Hi everyone and welcome to day five, where we are going to solidify your premise. In day three of PREPtober, we talked about what high concept is and I suggested that you read Lori Wilde’s book. Day four, I gave you some great suggestions on where to find inspiration of other examples of log lines, and today, we’re going to go through the Michael Hague audit of how you can define high concept the seven dos, and how you don’t define it with the seven don’ts.
This is boiled down into less than five minutes of a 35 minute lecture that he gave, so you could watch the entire thing, which has much more explanation than I’m going to give you, but I’m going to give you the quick and dirty right now, right here. The first one for the do’s is it has to be an impossible, not an everyday obstacle that seems so crazy and insurmountable that people are drawn to read it, because they want to know how you get out of it, right? Is this a Houdini act? Is this something that only Sherlock Holmes can solve? That’s what they are looking for.
The second thing, and I’m totally going to cheat and look at notes, is that it has to be over a short time span, so think of Speed with Sandra Bullock and Keanu Reeves where there’s a bus and it’s about to explode in 90 minutes, or whatever it was. Or think about Die Hard, which took place overnight. The third thing is that it must not be an ensemble cast, so it has to be one hero or heroine that you’re rooting for through the whole thing.
The fourth thing is, it has to have a visible goal that doesn’t start until the 25%, and that’s because screenplay writers or screenwriters always talk in terms of percentages. Certain things must occur in the storyline in the 10%, the 25%, the 50%, whatever. If you had chosen his system for your outlining method, which is a good choice, then that is what they talk about inside there. Prior to the 25%, your hero has different goals, or they’re going in a different direction, or they’re living their everyday life, and it’s only at the 25% mark in which point the actual goal of the whole story that drives him through to end shows itself.
Number six, it’s easy to convey, simple to describe, we already talked about that. It should be one sentence or less. Seven, it’s a genre. Particularly, it’s a comedy kind of like Liar, Liar. It is an action move like Die Hard. It is a suspense or thriller. Now, two other exceptions to that are horror and sci-fi, but only if they have an action/suspense component along with them, so think of Minority Report.
Let’s talk about the seven don’ts.

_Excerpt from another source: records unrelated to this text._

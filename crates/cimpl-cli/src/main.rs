//! CIMPL CLI
//!
//! Command-line interface for the CIMPL model expansion engine

mod commands;
mod output;

use anyhow::Result;
use clap::{Parser, Subcommand, ValueEnum};
use std::path::PathBuf;
use std::process::ExitCode;

#[derive(Parser)]
#[command(name = "cimpl")]
#[command(about = "CIMPL: expand element hierarchies and consolidate constraints")]
#[command(version = cimpl_core::VERSION)]
#[command(
    long_about = "Expands an unexpanded CIMPL/SHR model into its fully merged form.\n\
Every element receives the structure of its bases, consolidated constraints and provenance.\n\
\n\
Examples:\n  \
cimpl expand model.json                  # Print the expanded model\n  \
cimpl expand model.json -o expanded.json # Write it to a file\n  \
cimpl expand model.json --strict         # Fail when errors are reported"
)]
struct Cli {
    #[command(subcommand)]
    command: Commands,

    /// Verbose output (can be used multiple times for increased verbosity)
    #[arg(short, long, global = true, action = clap::ArgAction::Count)]
    verbose: u8,

    /// Disable colored output
    #[arg(long, global = true, env = "NO_COLOR")]
    no_color: bool,
}

#[derive(Subcommand)]
enum Commands {
    /// Expand a model document
    Expand {
        /// Unexpanded model document (JSON)
        #[arg(help = "Path to the unexpanded model document")]
        model: PathBuf,

        /// Output file for the expanded model
        #[arg(short, long, help = "Output file (default: stdout)")]
        output: Option<PathBuf>,

        /// Configuration file path
        #[arg(
            short,
            long,
            help = "Path to configuration file (cimpl.toml/cimpl.yaml/cimpl.json)"
        )]
        config: Option<PathBuf>,

        /// Diagnostics output format
        #[arg(
            short,
            long,
            default_value = "human",
            help = "Output format for diagnostics"
        )]
        format: OutputFormat,

        /// Exit with non-zero code when errors were reported
        #[arg(long, help = "Exit with non-zero code when any error is reported")]
        strict: bool,
    },

    /// Show version information
    #[command(alias = "ver")]
    Version,
}

#[derive(ValueEnum, Clone, Copy, Debug, PartialEq, Eq)]
pub enum OutputFormat {
    /// Human-readable output with colors
    Human,
    /// JSON array of diagnostics
    Json,
}

fn tracing_filter(verbose: u8) -> &'static str {
    match verbose {
        0 => "off",
        1 => "cimpl_core=info,cimpl=info",
        2 => "cimpl_core=debug,cimpl=debug",
        _ => "cimpl_core=trace,cimpl=trace",
    }
}

fn main() -> Result<ExitCode> {
    let cli = Cli::parse();

    if cli.no_color {
        colored::control::set_override(false);
    }
    cimpl_core::init_tracing_with_filter(tracing_filter(cli.verbose));

    match cli.command {
        Commands::Expand {
            model,
            output,
            config,
            format,
            strict,
        } => {
            let summary = commands::expand_command(&model, output.as_deref(), config.as_deref(), format)?;
            if strict && summary.errors > 0 {
                return Ok(ExitCode::FAILURE);
            }
            Ok(ExitCode::SUCCESS)
        }
        Commands::Version => {
            println!("{} {}", cimpl_core::NAME, cimpl_core::VERSION);
            Ok(ExitCode::SUCCESS)
        }
    }
}
//! Codes, value sets and code systems
//!
//! The engine only needs enough terminology to infer the system of a fixed
//! code from a value set that includes that code.

use super::Identifier;
use serde::{Deserialize, Serialize};
use std::fmt;

/// A code, optionally qualified by its system
#[derive(Debug, Clone, PartialEq, Eq, Hash, Serialize, Deserialize)]
pub struct Concept {
    pub code: String,
    #[serde(default, skip_serializing_if = "Option::is_none")]
    pub system: Option<String>,
    #[serde(default, skip_serializing_if = "Option::is_none")]
    pub display: Option<String>,
}

impl Concept {
    pub fn new(system: Option<&str>, code: impl Into<String>) -> Self {
        Self {
            code: code.into(),
            system: system.map(str::to_string),
            display: None,
        }
    }

    pub fn with_display(mut self, display: impl Into<String>) -> Self {
        self.display = Some(display.into());
        self
    }

    /// Same code; systems must agree when both are known
    pub fn same_code(&self, other: &Concept) -> bool {
        self.code == other.code
            && match (&self.system, &other.system) {
                (Some(a), Some(b)) => a == b,
                _ => true,
            }
    }
}

impl fmt::Display for Concept {
    fn fmt(&self, f: &mut fmt::Formatter<'_>) -> fmt::Result {
        match &self.system {
            Some(system) => write!(f, "{system}#{}", self.code)?,
            None => write!(f, "#{}", self.code)?,
        }
        if let Some(display) = &self.display {
            write!(f, " \"{display}\"")?;
        }
        Ok(())
    }
}

/// A rule contributing codes to a value set
#[derive(Debug, Clone, PartialEq, Eq, Serialize, Deserialize)]
#[serde(tag = "type", rename_all = "camelCase")]
pub enum ValueSetRule {
    IncludesCode { code: Concept },
    IncludesDescendents { code: Concept },
    ExcludesDescendents { code: Concept },
    IncludesFromCodeSystem { system: String },
}

#[derive(Debug, Clone, PartialEq, Eq, Serialize, Deserialize)]
pub struct ValueSet {
    pub identifier: Identifier,
    pub url: String,
    #[serde(default, skip_serializing_if = "Option::is_none")]
    pub description: Option<String>,
    #[serde(default)]
    pub rules: Vec<ValueSetRule>,
}

impl ValueSet {
    /// Codes explicitly included by `IncludesCode` rules
    pub fn included_codes(&self) -> impl Iterator<Item = &Concept> {
        self.rules.iter().filter_map(|rule| match rule {
            ValueSetRule::IncludesCode { code } => Some(code),
            _ => None,
        })
    }
}

#[derive(Debug, Clone, PartialEq, Eq, Serialize, Deserialize)]
pub struct CodeSystem {
    pub identifier: Identifier,
    pub url: String,
    #[serde(default, skip_serializing_if = "Option::is_none")]
    pub description: Option<String>,
    #[serde(default)]
    pub codes: Vec<Concept>,
}

#[derive(Debug, Clone, PartialEq, Eq, Serialize, Deserialize)]
pub struct Namespace {
    pub namespace: String,
    #[serde(default, skip_serializing_if = "Option::is_none")]
    pub description: Option<String>,
}
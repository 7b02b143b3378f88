//! Lineage of constraints across an inheritance chain

use super::{Constraint, ConstraintTag, Identifier};
use serde::{Deserialize, Serialize};

/// A constraint together with the element that introduced it
#[derive(Debug, Clone, PartialEq, Eq, Serialize, Deserialize)]
pub struct ConstraintHistoryItem {
    pub constraint: Constraint,
    pub source: Identifier,
}

/// Ordered constraint lineage, oldest first
///
/// Each constraint appears once; the recorded source is the first element
/// that contributed it.
#[derive(Debug, Clone, Default, PartialEq, Eq, Serialize, Deserialize)]
#[serde(transparent)]
pub struct ConstraintHistory {
    items: Vec<ConstraintHistoryItem>,
}

impl ConstraintHistory {
    pub fn new() -> Self {
        Self::default()
    }

    /// Record `constraint` as introduced by `source`, unless already present
    pub fn add(&mut self, constraint: &Constraint, source: &Identifier) {
        if self.contains(constraint) {
            return;
        }
        let mut constraint = constraint.clone();
        constraint.last_modified_by = None;
        self.items.push(ConstraintHistoryItem {
            constraint,
            source: source.clone(),
        });
    }

    /// Inherit every entry of an ancestor's history
    pub fn merge_from(&mut self, other: &ConstraintHistory) {
        for item in &other.items {
            self.add(&item.constraint, &item.source);
        }
    }

    pub fn contains(&self, constraint: &Constraint) -> bool {
        self.items.iter().any(|item| item.constraint.same_as(constraint))
    }

    pub fn items(&self) -> &[ConstraintHistoryItem] {
        &self.items
    }

    pub fn by_tag(&self, tag: ConstraintTag) -> impl Iterator<Item = &ConstraintHistoryItem> {
        self.items
            .iter()
            .filter(move |item| item.constraint.tag() == tag)
    }

    pub fn is_empty(&self) -> bool {
        self.items.is_empty()
    }

    pub fn len(&self) -> usize {
        self.items.len()
    }
}

#[cfg(test)]
mod tests {
    use super::*;
    use crate::model::Cardinality;

    #[test]
    fn test_add_deduplicates_by_constraint_identity() {
        let a = Identifier::new("shr.test", "A");
        let b = Identifier::new("shr.test", "B");
        let card = Constraint::card(Cardinality::bounded(0, 1));

        let mut history = ConstraintHistory::new();
        history.add(&card, &a);
        history.add(&card.clone().modified_by(b.clone()), &b);
        history.add(&Constraint::boolean(true), &b);

        assert_eq!(history.len(), 2);
        assert_eq!(history.items()[0].source, a);
        assert_eq!(history.by_tag(ConstraintTag::Boolean).count(), 1);
    }

    #[test]
    fn test_merge_from_keeps_ancestor_first() {
        let a = Identifier::new("shr.test", "A");
        let b = Identifier::new("shr.test", "B");
        let mut parent = ConstraintHistory::new();
        parent.add(&Constraint::boolean(true), &a);

        let mut child = ConstraintHistory::new();
        child.merge_from(&parent);
        child.add(&Constraint::boolean(true), &b);
        child.add(&Constraint::card(Cardinality::bounded(1, 1)), &b);

        let sources: Vec<_> = child.items().iter().map(|i| i.source.name()).collect();
        assert_eq!(sources, vec!["A", "B"]);
    }
}
//! Data model shared by the engine and its consumers
//!
//! # Overview
//!
//! - [`Identifier`] names elements, primitives, keywords and placeholders
//! - [`DataElement`] is an element definition with its [`Value`] and fields
//! - [`Constraint`] narrows or fixes a value, relative to a path
//! - [`ElementMapping`] maps an element onto a target specification
//! - [`Specifications`] holds a whole model, unexpanded or expanded
//!
//! # Example
//!
//! ```
//! use cimpl_core::model::{Cardinality, DataElement, Identifier, Value};
//!
//! let element = DataElement::new(Identifier::new("shr.test", "BodyWeight"))
//!     .with_based_on(Identifier::new("shr.test", "Observation"))
//!     .with_value(
//!         Value::identifiable(Identifier::new("shr.core", "Quantity"))
//!             .with_card(Cardinality::bounded(1, 1)),
//!     );
//! assert_eq!(element.based_on.len(), 1);
//! ```

mod cardinality;
mod constraint;
mod document;
mod element;
mod history;
mod identifier;
mod mapping;
mod registry;
mod terminology;
mod value;

pub use cardinality::{Cardinality, CardinalityChange};
pub use constraint::{BindingStrength, Constraint, ConstraintKind, ConstraintTag, ConstraintsFilter};
pub use document::ModelDocument;
pub use element::DataElement;
pub use history::{ConstraintHistory, ConstraintHistoryItem};
pub use identifier::{ENTRY_KEYWORD, Identifier, IdentifierParseError, VALUE_KEYWORD};
pub use mapping::{ElementMapping, MappingRule, MappingRuleKind};
pub use registry::{
    CodeSystemRegistry, DataElementRegistry, MappingRegistry, NamespaceRegistry, Specifications,
    ValueSetRegistry,
};
pub use terminology::{CodeSystem, Concept, Namespace, ValueSet, ValueSetRule};
pub use value::{Inheritance, Value, ValueKind};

The first thing is it cannot be element dependent, and this is more for Hollywood, like it can’t have a great director and that’s why people want to see it, but for books, it can’t be because so and so author wrote it, or it can’t be dependent because Random House produced it or a particular, exciting imprint they have made it. The idea should just stand on its own, that’s what this is about.

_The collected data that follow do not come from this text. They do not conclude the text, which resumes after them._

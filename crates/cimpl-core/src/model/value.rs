//! Values: the typed, cardinality-bounded slots of an element
//!
//! An element's unnamed primary slot and each of its named fields are all
//! [`Value`]s. The shape of a value is one of the [`ValueKind`] variants; the
//! cardinality, constraint list and provenance are common to every variant.

use super::{Cardinality, Constraint, ConstraintHistory, ConstraintKind, Identifier};
use serde::{Deserialize, Serialize};
use std::fmt;

/// How a value relates to the value of the same identity in a base element
#[derive(Debug, Clone, Copy, PartialEq, Eq, Hash, Default, Serialize, Deserialize)]
#[serde(rename_all = "camelCase")]
pub enum Inheritance {
    /// Declared here, no counterpart in any base
    #[default]
    Original,
    /// Identical to the base's value
    Inherited,
    /// Present in a base, but redeclared or constrained here
    Overridden,
}

impl Inheritance {
    pub fn is_original(&self) -> bool {
        matches!(self, Inheritance::Original)
    }
}

#[derive(Debug, Clone, PartialEq, Eq, Serialize, Deserialize)]
#[serde(tag = "valueType", rename_all = "camelCase")]
pub enum ValueKind {
    Identifiable {
        identifier: Identifier,
        #[serde(
            default,
            rename = "effectiveIdentifier",
            skip_serializing_if = "Option::is_none"
        )]
        effective_identifier: Option<Identifier>,
    },
    /// Reference to an element rather than an embedded instance
    Ref {
        identifier: Identifier,
        #[serde(
            default,
            rename = "effectiveIdentifier",
            skip_serializing_if = "Option::is_none"
        )]
        effective_identifier: Option<Identifier>,
    },
    /// Placeholder used when a descendant only constrains an inherited slot
    Incomplete {
        identifier: Identifier,
        #[serde(
            default,
            rename = "effectiveIdentifier",
            skip_serializing_if = "Option::is_none"
        )]
        effective_identifier: Option<Identifier>,
    },
    Choice {
        options: Vec<Value>,
    },
    Tbd {
        text: String,
    },
}

#[derive(Debug, Clone, PartialEq, Eq, Serialize, Deserialize)]
#[serde(rename_all = "camelCase")]
pub struct Value {
    #[serde(flatten)]
    pub kind: ValueKind,
    #[serde(default, skip_serializing_if = "Option::is_none")]
    pub card: Option<Cardinality>,
    #[serde(default, skip_serializing_if = "Vec::is_empty")]
    pub constraints: Vec<Constraint>,
    #[serde(default, skip_serializing_if = "ConstraintHistory::is_empty")]
    pub constraint_history: ConstraintHistory,
    #[serde(default, skip_serializing_if = "Inheritance::is_original")]
    pub inheritance: Inheritance,
    #[serde(default, skip_serializing_if = "Option::is_none")]
    pub inherited_from: Option<Identifier>,
}

impl Value {
    pub fn new(kind: ValueKind) -> Self {
        Self {
            kind,
            card: None,
            constraints: Vec::new(),
            constraint_history: ConstraintHistory::default(),
            inheritance: Inheritance::Original,
            inherited_from: None,
        }
    }

    pub fn identifiable(identifier: Identifier) -> Self {
        Self::new(ValueKind::Identifiable {
            identifier,
            effective_identifier: None,
        })
    }

    pub fn reference(identifier: Identifier) -> Self {
        Self::new(ValueKind::Ref {
            identifier,
            effective_identifier: None,
        })
    }

    pub fn incomplete(identifier: Identifier) -> Self {
        Self::new(ValueKind::Incomplete {
            identifier,
            effective_identifier: None,
        })
    }

    pub fn choice(options: Vec<Value>) -> Self {
        Self::new(ValueKind::Choice { options })
    }

    pub fn tbd(text: impl Into<String>) -> Self {
        Self::new(ValueKind::Tbd { text: text.into() })
    }

    pub fn with_card(mut self, card: Cardinality) -> Self {
        self.card = Some(card);
        self
    }

    pub fn without_card(mut self) -> Self {
        self.card = None;
        self
    }

    pub fn with_constraint(mut self, constraint: Constraint) -> Self {
        self.constraints.push(constraint);
        self
    }

    /// Override the reported effective identifier (used for `_Value` retyping)
    pub fn with_effective_identifier(mut self, id: Identifier) -> Self {
        match &mut self.kind {
            ValueKind::Identifiable {
                effective_identifier,
                ..
            }
            | ValueKind::Ref {
                effective_identifier,
                ..
            }
            | ValueKind::Incomplete {
                effective_identifier,
                ..
            } => *effective_identifier = Some(id),
            ValueKind::Choice { .. } | ValueKind::Tbd { .. } => {}
        }
        self
    }

    pub fn add_constraint(&mut self, constraint: Constraint) {
        self.constraints.push(constraint);
    }

    /// Declared identifier; `None` for choices and TBDs
    pub fn identifier(&self) -> Option<&Identifier> {
        match &self.kind {
            ValueKind::Identifiable { identifier, .. }
            | ValueKind::Ref { identifier, .. }
            | ValueKind::Incomplete { identifier, .. } => Some(identifier),
            ValueKind::Choice { .. } | ValueKind::Tbd { .. } => None,
        }
    }

    /// Identifier exporters report for this value
    ///
    /// Type narrowing is recorded as a constraint and does not change this;
    /// see [`Value::constrained_identifier`] for the narrowed type.
    pub fn effective_identifier(&self) -> Option<&Identifier> {
        match &self.kind {
            ValueKind::Identifiable {
                identifier,
                effective_identifier,
            }
            | ValueKind::Ref {
                identifier,
                effective_identifier,
            }
            | ValueKind::Incomplete {
                identifier,
                effective_identifier,
            } => Some(effective_identifier.as_ref().unwrap_or(identifier)),
            ValueKind::Choice { .. } | ValueKind::Tbd { .. } => None,
        }
    }

    /// The narrowest type known for this value: its own type constraint if
    /// any, else the effective identifier
    pub fn constrained_identifier(&self) -> Option<&Identifier> {
        self.own_type_constraint()
            .or_else(|| self.effective_identifier())
    }

    fn own_type_constraint(&self) -> Option<&Identifier> {
        self.constraints
            .iter()
            .filter(|c| c.is_own() && !c.on_value)
            .find_map(|c| match &c.kind {
                ConstraintKind::Type { is_a } => Some(is_a),
                _ => None,
            })
    }

    /// Every identifier this value can be matched by: declared, effective,
    /// and the targets of its own type and includes-type constraints
    pub fn possible_identifiers(&self) -> Vec<&Identifier> {
        let own_types = self
            .constraints
            .iter()
            .filter(|c| c.is_own())
            .filter_map(|c| c.is_a());
        let mut ids: Vec<&Identifier> = Vec::new();
        for id in self
            .identifier()
            .into_iter()
            .chain(self.effective_identifier())
            .chain(own_types)
        {
            if !ids.contains(&id) {
                ids.push(id);
            }
        }
        ids
    }

    /// Cardinality after this value's own card constraint is applied
    pub fn effective_card(&self) -> Option<&Cardinality> {
        self.constraints
            .iter()
            .filter(|c| c.is_own() && !c.on_value)
            .find_map(|c| match &c.kind {
                ConstraintKind::Card { card } => Some(card),
                _ => None,
            })
            .or(self.card.as_ref())
    }

    pub fn options(&self) -> Option<&[Value]> {
        match &self.kind {
            ValueKind::Choice { options } => Some(options),
            _ => None,
        }
    }

    pub fn options_mut(&mut self) -> Option<&mut Vec<Value>> {
        match &mut self.kind {
            ValueKind::Choice { options } => Some(options),
            _ => None,
        }
    }

    /// Options of a choice with nested choices flattened
    pub fn aggregate_options(&self) -> Vec<&Value> {
        let mut result = Vec::new();
        if let Some(options) = self.options() {
            for option in options {
                if option.is_choice() {
                    result.extend(option.aggregate_options());
                } else {
                    result.push(option);
                }
            }
        }
        result
    }

    pub fn tbd_text(&self) -> Option<&str> {
        match &self.kind {
            ValueKind::Tbd { text } => Some(text),
            _ => None,
        }
    }

    pub fn set_tbd_text(&mut self, new_text: &str) {
        if let ValueKind::Tbd { text } = &mut self.kind {
            *text = new_text.to_string();
        }
    }

    pub fn is_choice(&self) -> bool {
        matches!(self.kind, ValueKind::Choice { .. })
    }

    pub fn is_tbd(&self) -> bool {
        matches!(self.kind, ValueKind::Tbd { .. })
    }

    pub fn is_ref(&self) -> bool {
        matches!(self.kind, ValueKind::Ref { .. })
    }

    pub fn is_incomplete(&self) -> bool {
        matches!(self.kind, ValueKind::Incomplete { .. })
    }

    /// Identifiable, reference and incomplete values all carry an identifier
    pub fn is_identifiable(&self) -> bool {
        self.identifier().is_some()
    }

    /// Same variant, ignoring contents
    pub fn same_variant(&self, other: &Value) -> bool {
        std::mem::discriminant(&self.kind) == std::mem::discriminant(&other.kind)
    }

    pub fn variant_name(&self) -> &'static str {
        match self.kind {
            ValueKind::Identifiable { .. } => "IdentifiableValue",
            ValueKind::Ref { .. } => "RefValue",
            ValueKind::Incomplete { .. } => "IncompleteValue",
            ValueKind::Choice { .. } => "ChoiceValue",
            ValueKind::Tbd { .. } => "TBD",
        }
    }

    /// Structural equality ignoring provenance (inheritance tags, modifiers,
    /// histories)
    pub fn same_definition(&self, other: &Value) -> bool {
        let kinds_match = match (&self.kind, &other.kind) {
            (ValueKind::Choice { options: a }, ValueKind::Choice { options: b }) => {
                a.len() == b.len() && a.iter().zip(b).all(|(x, y)| x.same_definition(y))
            }
            (a, b) => a == b,
        };
        kinds_match
            && self.card == other.card
            && self.constraints.len() == other.constraints.len()
            && self
                .constraints
                .iter()
                .zip(&other.constraints)
                .all(|(a, b)| a.same_as(b))
    }
}

impl fmt::Display for Value {
    fn fmt(&self, f: &mut fmt::Formatter<'_>) -> fmt::Result {
        match &self.kind {
            ValueKind::Identifiable { identifier, .. } | ValueKind::Incomplete { identifier, .. } => {
                write!(f, "{identifier}")
            }
            ValueKind::Ref { identifier, .. } => write!(f, "ref({identifier})"),
            ValueKind::Choice { options } => {
                let rendered: Vec<String> = options.iter().map(|o| o.to_string()).collect();
                write!(f, "({})", rendered.join(" or "))
            }
            ValueKind::Tbd { text } => write!(f, "TBD({text})"),
        }
    }
}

It can’t be a sequel. That’s number two. Three, it cannot be a drama and four, it can’t be historical, so the fifth one is it also cannot be biographical, so it can’t follow someone from birth to death. Also, long time fans, it can’t be something by like Eat, Love, Pray. I don’t know if I’m saying that in the right … Eat, Pray, Love. It can’t be that. It can’t be a tragedy because those are sad and depressing, and that’s not something people are going to get excited about for high concept.

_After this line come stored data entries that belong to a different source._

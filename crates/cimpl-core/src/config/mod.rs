//! Configuration for the expansion engine
//!
//! The engine needs a handful of domain facts that are not part of the model
//! itself: which types make a value code-bearing, which element is the common
//! envelope of entries, and how the items of each mapping target relate.
//!
//! ## Configuration Files
//!
//! The following files are discovered, in priority order, by walking up from
//! the working directory:
//! - `cimpl.toml`
//! - `cimpl.yaml` / `cimpl.yml`
//! - `cimpl.json`
//!
//! ## Example Configuration
//!
//! ```toml
//! codeBearingTypes = ["shr.core.Coding", "shr.core.CodeableConcept"]
//! entryElement = "shr.base.Entry"
//!
//! [targets.FHIR_R4]
//! Observation = ["DomainResource"]
//! DomainResource = ["Resource"]
//! ```

mod expander_config;
mod loader;
mod targets;

pub use expander_config::ExpanderConfig;
pub use loader::ConfigLoader;
pub use targets::{ConfiguredTargets, TargetCapabilities};
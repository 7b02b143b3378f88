use crate::error::CimplError;
use crate::model::Identifier;
use crate::result::Result;
use indexmap::IndexMap;
use serde::{Deserialize, Serialize};
use std::fs;
use std::path::Path;

const ENVELOPE_FIELDS: &[&str] = &[
    "ShrId",
    "EntryId",
    "EntryType",
    "FocalSubject",
    "SubjectIsThirdPartyFlag",
    "Narrative",
    "Informant",
    "Author",
    "AssociatedEncounter",
    "OriginalCreationDate",
    "LastUpdateDate",
    "Language",
];

/// Engine configuration; every field falls back to its default when absent
#[derive(Debug, Clone, PartialEq, Eq, Serialize, Deserialize)]
#[serde(rename_all = "camelCase", default)]
pub struct ExpanderConfig {
    /// Types whose descendants accept code and value set constraints
    pub code_bearing_types: Vec<Identifier>,

    /// The common envelope element of entries
    pub entry_element: Identifier,

    /// Envelope fields assumed when the envelope element is not defined
    pub entry_fallback_fields: Vec<Identifier>,

    /// Per mapping target: item -> the items it is based on
    pub targets: IndexMap<String, IndexMap<String, Vec<String>>>,
}

impl Default for ExpanderConfig {
    fn default() -> Self {
        let mut entry_fallback_fields = vec![Identifier::new("shr.core", "Version")];
        entry_fallback_fields.extend(
            ENVELOPE_FIELDS
                .iter()
                .map(|name| Identifier::new("shr.base", *name)),
        );
        Self {
            code_bearing_types: vec![
                Identifier::new("shr.core", "Coding"),
                Identifier::new("shr.core", "CodeableConcept"),
            ],
            entry_element: Identifier::new("shr.base", "Entry"),
            entry_fallback_fields,
            targets: IndexMap::new(),
        }
    }
}

impl ExpanderConfig {
    /// Load from a TOML, YAML or JSON file, chosen by extension
    pub fn load(path: &Path) -> Result<Self> {
        let content = fs::read_to_string(path).map_err(|e| CimplError::io_error(path, e))?;
        let ext = path.extension().and_then(|e| e.to_str());

        match ext {
            Some("toml") => toml::from_str(&content).map_err(|e| CimplError::config_error(e.to_string())),
            Some("yaml") | Some("yml") => {
                serde_yaml::from_str(&content).map_err(|e| CimplError::config_error(e.to_string()))
            }
            Some("json") => {
                serde_json::from_str(&content).map_err(|e| CimplError::config_error(e.to_string()))
            }
            _ => Err(CimplError::config_error(
                "Unsupported file extension (expected .toml, .yaml, .yml, or .json)",
            )),
        }
    }

    pub fn is_entry_fallback_field(&self, identifier: &Identifier) -> bool {
        self.entry_fallback_fields.contains(identifier)
    }
}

Seven, it can’t be difficult to convey so same thing again, if it takes you a ton of sentences or a long time to explain it, then that is not high concept. What should you do now? First, you should just pick a genre and then second, you should either pick the heroine that you want to … Or hero that you want to star in your book and define obstacles that would be natural … Like something insurmountable for that particular character, or you should start with the goal and then pick a hero to fit into that.
Hope that gave you a good idea on whether or not you have a really solid premise, and again, I’m obviously assuming you’re writing high concept because that is the best book to write, in my opinion, especially if you’re a debut author, but if you’re not, you can still take some of the elements from this and apply it to your story. I will see you back here tomorrow when we talk about writing back cover drafts. Alright, bye.